WHAT TO DO -
Among the entries, find the lines with the string "OutputFormat" and copy them.

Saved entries
*-*-*
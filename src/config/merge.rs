//! Deep merge for node config files and tool settings.
//!
//! Values from the overlay win on key collision. Objects are merged key by key,
//! arrays and scalars are replaced whole.

use super::resolved::ConfigMap;
use serde_json::Value;

/// Deep merge two JSON values, with `overlay` taking precedence over `base`.
///
/// - Objects are merged recursively: keys in overlay override keys in base
/// - Arrays, strings, numbers, booleans are replaced entirely
/// - A null overlay keeps the base value (null means "not specified")
///
/// # Example
/// ```
/// use serde_json::json;
/// use pattern_tree::config::deep_merge;
///
/// let defaults = json!({ "name": "button", "order": 3, "context": { "label": "Go" } });
/// let file = json!({ "order": 1, "context": { "size": "lg" } });
/// let merged = deep_merge(defaults, file);
/// assert_eq!(merged, json!({ "name": "button", "order": 1, "context": { "label": "Go", "size": "lg" } }));
/// ```
pub fn deep_merge(base: Value, overlay: Value) -> Value {
    match (base, overlay) {
        (Value::Object(base_map), Value::Object(overlay_map)) => {
            Value::Object(merge_maps(base_map, overlay_map))
        }
        (base, Value::Null) => base,
        (_, overlay) => overlay,
    }
}

/// Merge multiple values in order, with later values taking precedence.
pub fn deep_merge_all(values: impl IntoIterator<Item = Value>) -> Value {
    values.into_iter().fold(Value::Null, deep_merge)
}

/// Merge a loaded config file's contents over computed defaults.
///
/// `defaults` is consumed; callers that need the original keep their own copy.
pub fn merge_over_defaults(defaults: ConfigMap, overrides: ConfigMap) -> ConfigMap {
    merge_maps(defaults, overrides)
}

fn merge_maps(mut base: ConfigMap, overlay: ConfigMap) -> ConfigMap {
    for (key, overlay_value) in overlay {
        let merged = match base.remove(&key) {
            Some(base_value) => deep_merge(base_value, overlay_value),
            None => overlay_value,
        };
        base.insert(key, merged);
    }
    base
}

#[cfg(test)]
mod tests {
    use super::*;
    use serde_json::json;

    fn map(value: Value) -> ConfigMap {
        match value {
            Value::Object(map) => map,
            other => panic!("expected object, got {other}"),
        }
    }

    #[test]
    fn test_file_values_win_over_defaults() {
        let defaults = map(json!({"name": "button", "order": 2, "isHidden": false}));
        let file = map(json!({"order": 7, "status": "wip"}));
        let merged = merge_over_defaults(defaults, file);
        assert_eq!(
            Value::Object(merged),
            json!({"name": "button", "order": 7, "isHidden": false, "status": "wip"})
        );
    }

    #[test]
    fn test_nested_context_is_merged() {
        let base = json!({"context": {"title": "Card", "items": [1, 2]}});
        let overlay = json!({"context": {"items": [3]}});
        assert_eq!(
            deep_merge(base, overlay),
            json!({"context": {"title": "Card", "items": [3]}})
        );
    }

    #[test]
    fn test_null_keeps_default() {
        let defaults = map(json!({"name": "card", "order": 4}));
        let file = map(json!({"order": null}));
        let merged = merge_over_defaults(defaults, file);
        assert_eq!(merged.get("order"), Some(&json!(4)));
    }

    #[test]
    fn test_empty_overrides_leave_defaults_untouched() {
        let defaults = map(json!({"name": "card", "order": 4, "dir": "components/card"}));
        let merged = merge_over_defaults(defaults.clone(), ConfigMap::new());
        assert_eq!(merged, defaults);
    }

    #[test]
    fn test_merge_all_tiers() {
        let tiers = vec![
            json!({"conventions": {"view_ext": ".hbs", "readme_name": "readme"}}),
            json!({"conventions": {"view_ext": ".njk"}}),
            json!({"walk": {"hidden_prefix": "__"}}),
        ];
        assert_eq!(
            deep_merge_all(tiers),
            json!({
                "conventions": {"view_ext": ".njk", "readme_name": "readme"},
                "walk": {"hidden_prefix": "__"}
            })
        );
    }

    #[test]
    fn test_scalar_replaced_by_object() {
        let base = json!({"preview": "@preview"});
        let overlay = json!({"preview": {"handle": "@wide"}});
        assert_eq!(deep_merge(base, overlay), json!({"preview": {"handle": "@wide"}}));
    }
}
//! pattern-tree
//!
//! Walks a pattern library directory, builds its component/collection tree and
//! prints it.

use anyhow::Result;
use clap::Parser;
use pattern_tree::builder::TreeBuilder;
use pattern_tree::cli::Cli;
use pattern_tree::config::{FileConfigResolver, SettingsLoader, SettingsPaths};
use pattern_tree::entity::Source;
use pattern_tree::format::{OutputFormat, render};
use pattern_tree::logging::{self, LogTarget};
use pattern_tree::walk;
use std::sync::Arc;
use tracing::{debug, info};

#[tokio::main(flavor = "current_thread")]
async fn main() -> Result<()> {
    let cli = Cli::parse();

    logging::init(&LogTarget::parse(&cli.log), cli.verbose)?;

    let mut paths = SettingsPaths::discover();
    if let Some(config_path) = &cli.config {
        paths = paths.with_explicit(config_path);
    }
    let loader = SettingsLoader::load_with_paths(paths)
        .map_err(|err| err.into_report("failed to load settings"))?;
    for (tier, path) in loader.sources() {
        debug!(tier = %tier, path = %path.display(), "settings source");
    }
    let settings = loader.into_settings();

    let tree = walk::describe(&cli.dir, &settings.walk)
        .await
        .map_err(|err| err.into_report(format!("failed to walk {}", cli.dir.display())))?;

    let mut source = Source::from_settings(&settings).with_dir(&cli.dir);
    let builder = TreeBuilder::new(Arc::new(FileConfigResolver::new()));
    let root = builder
        .build(&tree, &mut source)
        .await
        .map_err(|err| err.into_report("failed to build component tree"))?;

    let format = OutputFormat::from(cli.format);
    info!(format = ?format, "rendering tree");
    println!("{}", render(&root, format).trim_end());
    Ok(())
}
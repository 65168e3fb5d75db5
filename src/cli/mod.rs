//! CLI definitions for pattern-tree.
//!
//! The main entry point is the `Cli` struct, parsed with clap's derive macros.

use crate::format::OutputFormat;
use clap::{Parser, ValueEnum};
use std::path::PathBuf;

/// Output format flag.
#[derive(Debug, Clone, Copy, PartialEq, Eq, Default, ValueEnum)]
pub enum FormatArg {
    /// Indented outline (default)
    #[default]
    Tree,
    /// Pretty-printed JSON
    Json,
}

impl From<FormatArg> for OutputFormat {
    fn from(arg: FormatArg) -> Self {
        match arg {
            FormatArg::Tree => OutputFormat::Tree,
            FormatArg::Json => OutputFormat::Json,
        }
    }
}

/// Build and print the component tree of a pattern library directory
#[derive(Parser, Debug)]
#[command(author, version, about, long_about = None)]
pub struct Cli {
    /// Root directory of the component library
    #[arg(value_name = "DIR")]
    pub dir: PathBuf,

    /// Output format
    #[arg(short, long, value_enum, default_value_t = FormatArg::Tree)]
    pub format: FormatArg,

    /// Path to a settings file (replaces project and user settings)
    #[arg(short, long)]
    pub config: Option<PathBuf>,

    /// Enable verbose logging
    #[arg(short, long)]
    pub verbose: bool,

    /// Logging output: 0/off, 1/stdout, 2/stderr (default), or filename
    #[arg(short, long, default_value = "2")]
    pub log: String,
}

#[cfg(test)]
mod tests {
    use super::*;

    #[test]
    fn test_parse_defaults() {
        let cli = Cli::try_parse_from(["pattern-tree", "components"]).unwrap();
        assert_eq!(cli.dir, PathBuf::from("components"));
        assert_eq!(cli.format, FormatArg::Tree);
        assert_eq!(cli.log, "2");
        assert!(!cli.verbose);
        assert!(cli.config.is_none());
    }

    #[test]
    fn test_parse_all_flags() {
        let cli = Cli::try_parse_from([
            "pattern-tree",
            "--format",
            "json",
            "--config",
            "settings.yaml",
            "-v",
            "--log",
            "off",
            "lib/components",
        ])
        .unwrap();
        assert_eq!(OutputFormat::from(cli.format), OutputFormat::Json);
        assert_eq!(cli.config, Some(PathBuf::from("settings.yaml")));
        assert!(cli.verbose);
        assert_eq!(cli.log, "off");
    }

    #[test]
    fn test_dir_is_required() {
        assert!(Cli::try_parse_from(["pattern-tree"]).is_err());
    }
}
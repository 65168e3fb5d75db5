//! Ordered group of components and sub-collections.

use super::component::Component;
use super::node::Node;
use super::source::SourceRef;
use crate::config::{ParentRef, ResolvedConfig};

#[derive(Debug, Clone)]
pub struct Collection {
    config: ResolvedConfig,
    items: Vec<Node>,
    source: Option<SourceRef>,
}

impl Collection {
    pub fn new(config: ResolvedConfig, items: Vec<Node>) -> Self {
        Self {
            config,
            items,
            source: None,
        }
    }

    pub fn with_source(mut self, source: SourceRef) -> Self {
        self.source = Some(source);
        self
    }

    /// Replace the children. Callers pass them already ordered.
    pub fn set_items(&mut self, items: Vec<Node>) {
        self.items = items;
    }

    pub fn items(&self) -> &[Node] {
        &self.items
    }

    pub fn config(&self) -> &ResolvedConfig {
        &self.config
    }

    pub fn source(&self) -> Option<&SourceRef> {
        self.source.as_ref()
    }

    pub fn name(&self) -> &str {
        self.config.name()
    }

    pub fn order(&self) -> f64 {
        self.config.order()
    }

    pub fn is_hidden(&self) -> bool {
        self.config.is_hidden()
    }

    /// Handle given to children as their parent link.
    pub fn parent_ref(&self) -> ParentRef {
        self.config.as_parent(false)
    }

    /// All components below this collection, depth-first in item order.
    pub fn components(&self) -> Vec<&Component> {
        let mut out = Vec::new();
        collect_components(&self.items, &mut out);
        out
    }

    /// Find a component anywhere below this collection by handle.
    pub fn find(&self, handle: &str) -> Option<&Component> {
        self.components().into_iter().find(|c| c.handle() == handle)
    }
}

pub(crate) fn collect_components<'a>(items: &'a [Node], out: &mut Vec<&'a Component>) {
    for item in items {
        match item {
            Node::Component(c) => out.push(c),
            Node::Collection(c) => collect_components(&c.items, out),
        }
    }
}
//! Resolved per-node configuration.

use crate::entity::SourceRef;
use serde_json::{Map, Value};
use std::path::PathBuf;

/// Option name to value mapping, as loaded from a config file.
pub type ConfigMap = Map<String, Value>;

/// Link from a node's config to the collection that owns it.
///
/// This is a lightweight handle, not an owning pointer: collections own their
/// children, children only remember who their parent is.
#[derive(Debug, Clone, PartialEq, Eq)]
pub struct ParentRef {
    pub name: String,
    pub dir: PathBuf,
    /// True when the parent is the Source itself.
    pub is_source: bool,
}

/// Configuration for a single Component or Collection.
///
/// `values` is exactly what the resolver returned (defaults merged with the
/// node's config file, if any). `parent` and `source` are attached by the
/// builder and never appear in `values`.
#[derive(Debug, Clone)]
pub struct ResolvedConfig {
    values: ConfigMap,
    parent: Option<ParentRef>,
    source: Option<SourceRef>,
}

impl ResolvedConfig {
    pub fn new(values: ConfigMap, parent: Option<ParentRef>) -> Self {
        Self {
            values,
            parent,
            source: None,
        }
    }

    pub fn with_source(mut self, source: SourceRef) -> Self {
        self.source = Some(source);
        self
    }

    pub fn values(&self) -> &ConfigMap {
        &self.values
    }

    pub fn into_values(self) -> ConfigMap {
        self.values
    }

    pub fn parent(&self) -> Option<&ParentRef> {
        self.parent.as_ref()
    }

    pub fn source(&self) -> Option<&SourceRef> {
        self.source.as_ref()
    }

    pub fn get(&self, key: &str) -> Option<&Value> {
        self.values.get(key).filter(|v| !v.is_null())
    }

    pub fn get_str(&self, key: &str) -> Option<&str> {
        self.get(key).and_then(Value::as_str)
    }

    pub fn insert(&mut self, key: impl Into<String>, value: impl Into<Value>) {
        self.values.insert(key.into(), value.into());
    }

    pub fn name(&self) -> &str {
        self.get_str("name").unwrap_or_default()
    }

    /// Sort order. Accepts integers, floats and numeric strings, since config
    /// files are hand-written. Anything else, including non-finite values,
    /// sorts as 0.
    pub fn order(&self) -> f64 {
        let order = match self.get("order") {
            Some(Value::Number(n)) => n.as_f64(),
            Some(Value::String(s)) => s.trim().parse::<f64>().ok(),
            _ => None,
        };
        order.filter(|o| o.is_finite()).unwrap_or(0.0)
    }

    pub fn is_hidden(&self) -> bool {
        self.get("isHidden").and_then(Value::as_bool).unwrap_or(false)
    }

    /// `dir` as a path, when present.
    pub fn dir(&self) -> Option<PathBuf> {
        self.get_str("dir").map(PathBuf::from)
    }

    /// Handle this config presents to its children.
    pub fn as_parent(&self, is_source: bool) -> ParentRef {
        ParentRef {
            name: self.name().to_string(),
            dir: self.dir().unwrap_or_default(),
            is_source,
        }
    }
}

#[cfg(test)]
mod tests {
    use super::*;
    use serde_json::json;

    fn config(value: Value) -> ResolvedConfig {
        let Value::Object(map) = value else {
            panic!("expected object");
        };
        ResolvedConfig::new(map, None)
    }

    #[test]
    fn test_typed_accessors() {
        let c = config(json!({"name": "button", "order": 3, "isHidden": true, "dir": "a/button"}));
        assert_eq!(c.name(), "button");
        assert_eq!(c.order(), 3.0);
        assert!(c.is_hidden());
        assert_eq!(c.dir(), Some(PathBuf::from("a/button")));
        assert!(c.parent().is_none());
        assert!(c.source().is_none());
    }

    #[test]
    fn test_order_from_float_and_string() {
        assert_eq!(config(json!({"order": 2.9})).order(), 2.9);
        assert_eq!(config(json!({"order": " 12 "})).order(), 12.0);
        assert_eq!(config(json!({"order": "-0.5"})).order(), -0.5);
        assert_eq!(config(json!({"order": "first"})).order(), 0.0);
        assert_eq!(config(json!({"order": "inf"})).order(), 0.0);
        assert_eq!(config(json!({})).order(), 0.0);
    }

    #[test]
    fn test_null_values_read_as_absent() {
        let c = config(json!({"name": null, "isHidden": null}));
        assert_eq!(c.name(), "");
        assert!(!c.is_hidden());
        assert!(c.get("name").is_none());
        assert!(c.values().contains_key("name"));
    }

    #[test]
    fn test_as_parent() {
        let c = config(json!({"name": "forms", "dir": "components/forms"}));
        let parent = c.as_parent(false);
        assert_eq!(parent.name, "forms");
        assert_eq!(parent.dir, PathBuf::from("components/forms"));
        assert!(!parent.is_source);
    }
}
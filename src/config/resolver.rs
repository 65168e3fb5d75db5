//! Loading node config files and merging them over computed defaults.

use super::merge::merge_over_defaults;
use super::resolved::ConfigMap;
use crate::error::{BuildError, BuildResult};
use crate::types::FileTreeNode;
use async_trait::async_trait;
use serde_json::Value;
use tracing::debug;

/// Produces a node's configuration from its (optional) config file.
///
/// With no file the defaults come back unchanged. With a file, its parsed
/// contents are merged over the defaults and win on collision. Failures are
/// returned, never panicked, and abort the enclosing build.
#[async_trait]
pub trait ConfigResolver: Send + Sync {
    async fn resolve(
        &self,
        file: Option<&FileTreeNode>,
        defaults: ConfigMap,
    ) -> BuildResult<ConfigMap>;
}

/// Reads JSON and YAML config files from disk.
#[derive(Debug, Clone, Default)]
pub struct FileConfigResolver;

impl FileConfigResolver {
    pub fn new() -> Self {
        Self
    }

    /// Parse config file contents according to the file's extension.
    ///
    /// `.json` is parsed strictly as JSON; everything else as YAML. An empty
    /// document yields an empty mapping.
    pub fn parse(file: &FileTreeNode, content: &str) -> BuildResult<ConfigMap> {
        let value: Value = if file.ext.eq_ignore_ascii_case(".json") {
            serde_json::from_str(content).map_err(|e| BuildError::parse(&file.path, e))?
        } else {
            serde_yaml::from_str(content).map_err(|e| BuildError::parse(&file.path, e))?
        };

        match value {
            Value::Object(map) => Ok(map),
            Value::Null => Ok(ConfigMap::new()),
            _ => Err(BuildError::ConfigNotMapping {
                path: file.path.clone(),
            }),
        }
    }
}

#[async_trait]
impl ConfigResolver for FileConfigResolver {
    async fn resolve(
        &self,
        file: Option<&FileTreeNode>,
        defaults: ConfigMap,
    ) -> BuildResult<ConfigMap> {
        let Some(file) = file else {
            return Ok(defaults);
        };

        let content = tokio::fs::read_to_string(&file.path)
            .await
            .map_err(|source| BuildError::ConfigRead {
                path: file.path.clone(),
                source,
            })?;
        let overrides = Self::parse(file, &content)?;
        debug!(path = %file.path.display(), keys = overrides.len(), "loaded config file");

        Ok(merge_over_defaults(defaults, overrides))
    }
}

#[cfg(test)]
mod tests {
    use super::*;
    use serde_json::json;

    fn node(base: &str) -> FileTreeNode {
        FileTreeNode::file(base, format!("components/{base}"), 1)
    }

    #[test]
    fn test_parse_yaml() {
        let map = FileConfigResolver::parse(
            &node("button.config.yml"),
            "title: Button\ntags:\n  - atom\n",
        )
        .unwrap();
        assert_eq!(map.get("title"), Some(&json!("Button")));
        assert_eq!(map.get("tags"), Some(&json!(["atom"])));
    }

    #[test]
    fn test_parse_json() {
        let map =
            FileConfigResolver::parse(&node("button.config.json"), r#"{"order": 4}"#).unwrap();
        assert_eq!(map.get("order"), Some(&json!(4)));
    }

    #[test]
    fn test_parse_empty_yaml_is_empty_mapping() {
        let map = FileConfigResolver::parse(&node("button.config.yaml"), "").unwrap();
        assert!(map.is_empty());
    }

    #[test]
    fn test_parse_rejects_non_mapping() {
        let err = FileConfigResolver::parse(&node("button.config.yml"), "- a\n- b\n").unwrap_err();
        assert!(matches!(err, BuildError::ConfigNotMapping { .. }));
    }

    #[test]
    fn test_parse_malformed_json() {
        let err = FileConfigResolver::parse(&node("button.config.json"), "{ order: ").unwrap_err();
        assert!(matches!(err, BuildError::ConfigParse { .. }));
        assert!(err.is_config_failure());
    }

    #[tokio::test]
    async fn test_resolve_without_file_returns_defaults() {
        let mut defaults = ConfigMap::new();
        defaults.insert("name".into(), json!("card"));
        let resolved = FileConfigResolver::new()
            .resolve(None, defaults.clone())
            .await
            .unwrap();
        assert_eq!(resolved, defaults);
    }

    #[tokio::test]
    async fn test_resolve_missing_file_is_read_error() {
        let file = FileTreeNode::file("gone.config.yml", "/definitely/not/here/gone.config.yml", 1);
        let err = FileConfigResolver::new()
            .resolve(Some(&file), ConfigMap::new())
            .await
            .unwrap_err();
        assert!(matches!(err, BuildError::ConfigRead { .. }));
    }
}
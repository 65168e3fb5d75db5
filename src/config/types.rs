//! Tool settings types.
//!
//! These configure the tool itself (naming conventions, walker behavior,
//! Source fallbacks). They are distinct from the per-node config files found
//! inside the scanned tree.

use crate::error::{BuildError, BuildResult};
use serde::{Deserialize, Serialize};
use serde_json::{Map, Value};
use std::path::Path;

/// Top-level tool settings.
#[derive(Debug, Clone, PartialEq, Serialize, Deserialize, Default)]
pub struct Settings {
    #[serde(default)]
    pub conventions: Conventions,

    #[serde(default)]
    pub source: SourceDefaults,

    #[serde(default)]
    pub walk: WalkSettings,
}

impl Settings {
    /// Load settings from a single YAML file, filling gaps with defaults.
    pub fn load<P: AsRef<Path>>(path: P) -> BuildResult<Self> {
        let path = path.as_ref();
        let content = std::fs::read_to_string(path).map_err(|e| {
            BuildError::Settings(format!("cannot read {}: {}", path.display(), e))
        })?;
        Self::from_yaml(&content)
            .map_err(|e| BuildError::Settings(format!("{}: {}", path.display(), e)))
    }

    pub fn from_yaml(content: &str) -> Result<Self, serde_yaml::Error> {
        if content.trim().is_empty() {
            return Ok(Self::default());
        }
        serde_yaml::from_str(content)
    }
}

/// File naming conventions used to classify files.
#[derive(Debug, Clone, PartialEq, Eq, Serialize, Deserialize)]
pub struct Conventions {
    /// Extension of view templates, with leading dot.
    #[serde(default = "default_view_ext")]
    pub view_ext: String,

    /// Separator that marks a view as a variant (`button.primary.hbs`).
    #[serde(default = "default_variant_separator")]
    pub variant_separator: String,

    /// Suffix a config file's name ends with (`button.config.yml`).
    #[serde(default = "default_config_suffix")]
    pub config_suffix: String,

    /// Extensions accepted for config files.
    #[serde(default = "default_config_exts")]
    pub config_exts: Vec<String>,

    /// Readme file name without extension, compared case-insensitively.
    #[serde(default = "default_readme_name")]
    pub readme_name: String,
}

impl Default for Conventions {
    fn default() -> Self {
        Self {
            view_ext: default_view_ext(),
            variant_separator: default_variant_separator(),
            config_suffix: default_config_suffix(),
            config_exts: default_config_exts(),
            readme_name: default_readme_name(),
        }
    }
}

fn default_view_ext() -> String {
    ".hbs".to_string()
}

fn default_variant_separator() -> String {
    ".".to_string()
}

fn default_config_suffix() -> String {
    ".config".to_string()
}

fn default_config_exts() -> Vec<String> {
    vec![".json".to_string(), ".yaml".to_string(), ".yml".to_string()]
}

fn default_readme_name() -> String {
    "readme".to_string()
}

/// Fallback values for the Source's cross-cutting fields, used when the root
/// directory's config does not set them.
#[derive(Debug, Clone, PartialEq, Serialize, Deserialize)]
pub struct SourceDefaults {
    /// Name of the root collection.
    #[serde(default = "default_source_name")]
    pub name: String,

    #[serde(default = "default_status")]
    pub status: Option<String>,

    #[serde(default = "default_preview")]
    pub preview: Option<String>,

    #[serde(default)]
    pub display: Map<String, Value>,

    #[serde(default)]
    pub prefix: Option<String>,
}

impl Default for SourceDefaults {
    fn default() -> Self {
        Self {
            name: default_source_name(),
            status: default_status(),
            preview: default_preview(),
            display: Map::new(),
            prefix: None,
        }
    }
}

fn default_source_name() -> String {
    "components".to_string()
}

fn default_status() -> Option<String> {
    Some("ready".to_string())
}

fn default_preview() -> Option<String> {
    None
}

/// Filesystem walker behavior.
#[derive(Debug, Clone, PartialEq, Eq, Serialize, Deserialize)]
pub struct WalkSettings {
    /// Prefix that marks an entry (and everything under it) hidden.
    #[serde(default = "default_hidden_prefix")]
    pub hidden_prefix: String,

    /// Skip entries whose name starts with a dot.
    #[serde(default = "default_skip_dotfiles")]
    pub skip_dotfiles: bool,
}

impl Default for WalkSettings {
    fn default() -> Self {
        Self {
            hidden_prefix: default_hidden_prefix(),
            skip_dotfiles: default_skip_dotfiles(),
        }
    }
}

fn default_hidden_prefix() -> String {
    "_".to_string()
}

fn default_skip_dotfiles() -> bool {
    true
}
*-*-*
RESPONSE -
use pattern_tree::format::{OutputFormat, render};
    let format = OutputFormat::from(cli.format);
use crate::format::OutputFormat;
impl From<FormatArg> for OutputFormat {
            FormatArg::Tree => OutputFormat::Tree,
            FormatArg::Json => OutputFormat::Json,
        assert_eq!(OutputFormat::from(cli.format), OutputFormat::Json);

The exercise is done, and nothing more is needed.